Balancing Act: El Niños and dust both affect coral bleaching

Most of the variation in the amount of Caribbean coral that turns sickly pale each year is driven by two counteracting forces, a new analysis shows. They are the periodic ocean heating from the climate phenomenon known as El Niño and the occasional cooling action of sunlight-blocking particles high in the atmosphere.

WHITE OUT. In the Caribbean, the size of the region affected by coral bleaching, such as that seen in this colony, largely depends on the amount of sunlight-blocking particles in the air and whether there’s an ocean-warming El Niño in progress. NOAA

When ocean temperatures rise even slightly, some species of corals shed the brightly colored algae that live within them, a sometimes-reversible change known as coral bleaching (SN: 8/28/04, p. 142: Available to subscribers at Some corals like it hotter). If bleaching episodes last weeks or months, coral colonies can die, says Jennifer A. Gill, an ecologist at the University of East Anglia in Norwich, England.
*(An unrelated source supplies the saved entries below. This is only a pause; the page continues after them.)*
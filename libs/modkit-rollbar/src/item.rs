use std::any::Any;
use std::error::Error;

use crate::error::RollbarError;
use crate::frames::capture_frames;
use crate::payload::{Exception, StackFrame, Trace};

/// An error captured for reporting: type name, message and stack.
///
/// Immutable once captured. The stack is taken where the error is captured,
/// not where it was created, since Rust errors do not carry one.
#[derive(Debug, Clone, PartialEq, Eq)]
pub struct CapturedError {
    class: String,
    message: String,
    frames: Vec<StackFrame>,
}

impl CapturedError {
    #[must_use]
    pub fn new(class: impl Into<String>, message: impl Into<String>, frames: Vec<StackFrame>) -> Self {
        Self {
            class: class.into(),
            message: message.into(),
            frames,
        }
    }

    /// Capture `err` together with the current stack.
    #[must_use]
    #[inline(never)]
    pub fn capture<E: Error + ?Sized>(err: &E) -> Self {
        Self::new(class_name(err), err.to_string(), capture_frames())
    }

    #[must_use]
    pub fn class(&self) -> &str {
        &self.class
    }

    #[must_use]
    pub fn message(&self) -> &str {
        &self.message
    }

    #[must_use]
    pub fn frames(&self) -> &[StackFrame] {
        &self.frames
    }

    pub(crate) fn to_trace(&self) -> Trace {
        Trace {
            frames: self.frames.clone(),
            exception: Exception {
                class: self.class.clone(),
                message: Some(self.message.clone()),
                description: None,
            },
        }
    }
}

/// What gets reported: a plain message or an error.
#[derive(Debug, Clone, PartialEq, Eq)]
pub enum LogItem {
    Message(String),
    Error(CapturedError),
    /// The reported error followed by its `source()` chain
    ErrorChain(Vec<CapturedError>),
}

impl LogItem {
    #[must_use]
    pub fn message(text: impl Into<String>) -> Self {
        LogItem::Message(text.into())
    }

    /// Report `err` as a single trace.
    #[must_use]
    #[inline(never)]
    pub fn error<E: Error + ?Sized>(err: &E) -> Self {
        LogItem::Error(CapturedError::capture(err))
    }

    /// Report `err` and every error in its `source()` chain.
    ///
    /// Only the outermost error carries stack frames; causes are reported
    /// with their type and message.
    #[must_use]
    #[inline(never)]
    pub fn error_chain<E: Error + ?Sized>(err: &E) -> Self {
        let mut chain = vec![CapturedError::capture(err)];
        let mut cause = err.source();
        while let Some(current) = cause {
            chain.push(CapturedError::new(
                class_name(current),
                current.to_string(),
                Vec::new(),
            ));
            cause = current.source();
        }
        LogItem::ErrorChain(chain)
    }

    /// Convert a panic payload (as returned by `catch_unwind` or
    /// `JoinError::into_panic`).
    ///
    /// `String` and `&'static str` payloads become messages; a boxed error
    /// becomes an error item.
    ///
    /// # Errors
    ///
    /// Returns [`RollbarError::InvalidInput`] for any other payload type.
    pub fn from_panic_payload(payload: Box<dyn Any + Send>) -> Result<Self, RollbarError> {
        let payload = match payload.downcast::<String>() {
            Ok(text) => return Ok(LogItem::Message(*text)),
            Err(other) => other,
        };
        let payload = match payload.downcast::<&'static str>() {
            Ok(text) => return Ok(LogItem::Message((*text).to_owned())),
            Err(other) => other,
        };
        match payload.downcast::<Box<dyn Error + Send + Sync>>() {
            Ok(err) => Ok(LogItem::error(&**err)),
            Err(_) => Err(RollbarError::InvalidInput),
        }
    }
}

impl From<String> for LogItem {
    fn from(text: String) -> Self {
        LogItem::Message(text)
    }
}

impl From<&str> for LogItem {
    fn from(text: &str) -> Self {
        LogItem::Message(text.to_owned())
    }
}

impl From<CapturedError> for LogItem {
    fn from(err: CapturedError) -> Self {
        LogItem::Error(err)
    }
}

/// Short type name of an error value.
///
/// Uses the static type when it is known; for trait objects falls back to the
/// leading identifier of the `Debug` output, which is the type or variant name
/// for derived impls.
#[allow(clippy::use_debug)]
fn class_name<E: Error + ?Sized>(err: &E) -> String {
    let type_name = std::any::type_name::<E>();
    if !type_name.starts_with("dyn ") {
        return last_path_segment(type_name).to_owned();
    }

    let debug = format!("{err:?}");
    let ident: String = debug
        .chars()
        .take_while(|c| c.is_alphanumeric() || *c == '_' || *c == ':')
        .collect();
    let ident = last_path_segment(&ident);
    if ident.is_empty() {
        "Error".to_owned()
    } else {
        ident.to_owned()
    }
}

fn last_path_segment(path: &str) -> &str {
    let without_generics = path.split_once('<').map_or(path, |(head, _)| head);
    without_generics
        .rsplit("::")
        .next()
        .unwrap_or(without_generics)
}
Gill and her colleagues reviewed other scientists’ field observations made from 1983 to 2000. Coral bleaching peaked in the Caribbean in five of those years: 1987, 1990, 1995, 1998, and 1999.

El Niños boosted water temperatures in 1987, 1998, and 1999. During an El Niño, sea-surface temperatures in the tropical Pacific are warmer than average. That region isn’t directly connected with the Caribbean, but changes in worldwide weather patterns cause waters to warm in the Caribbean as well, says Gill.

Caribbean coral bleaching noted in 1990 and 1995 didn’t occur during El Niño years, hinting that another factor was at play. Those years were marked by fewer tiny particles in the atmosphere than in other years. That material, called aerosols, often includes bits of ash that spread worldwide from major volcanic eruptions.

In contrast, even though there was an El Niño in 1991, the cooling effect of Mount Pinatubo’s eruption in the Philippines that year prevented extensive coral bleaching, says Gill.

The team concludes that the balance between El Niños and aerosols in the atmosphere accounts for about 70 percent of the year-to-year differences in Caribbean-coral bleaching. The researchers report their findings in the Dec. 5 Proceedings of the National Academy of Sciences. The analysis suggests that a 10 percent drop in aerosols results in a 36 percent increase in the area affected by coral bleaching if all other factors are the same.

“If dust declines, reefs are in trouble,” says Gill.

El Niños not only raise the water temperature in the Caribbean but also tend to diminish the winds there. That’s “a double whammy,” says Clive Wilkinson, an ecologist at the Reef and Rainforest Research Centre in Townsville, Australia. Slow winds hold fewer sun-blocking aerosols and carry them shorter distances than strong winds do, he notes. Then, the increased radiation that reaches sea level is readily absorbed by calm water.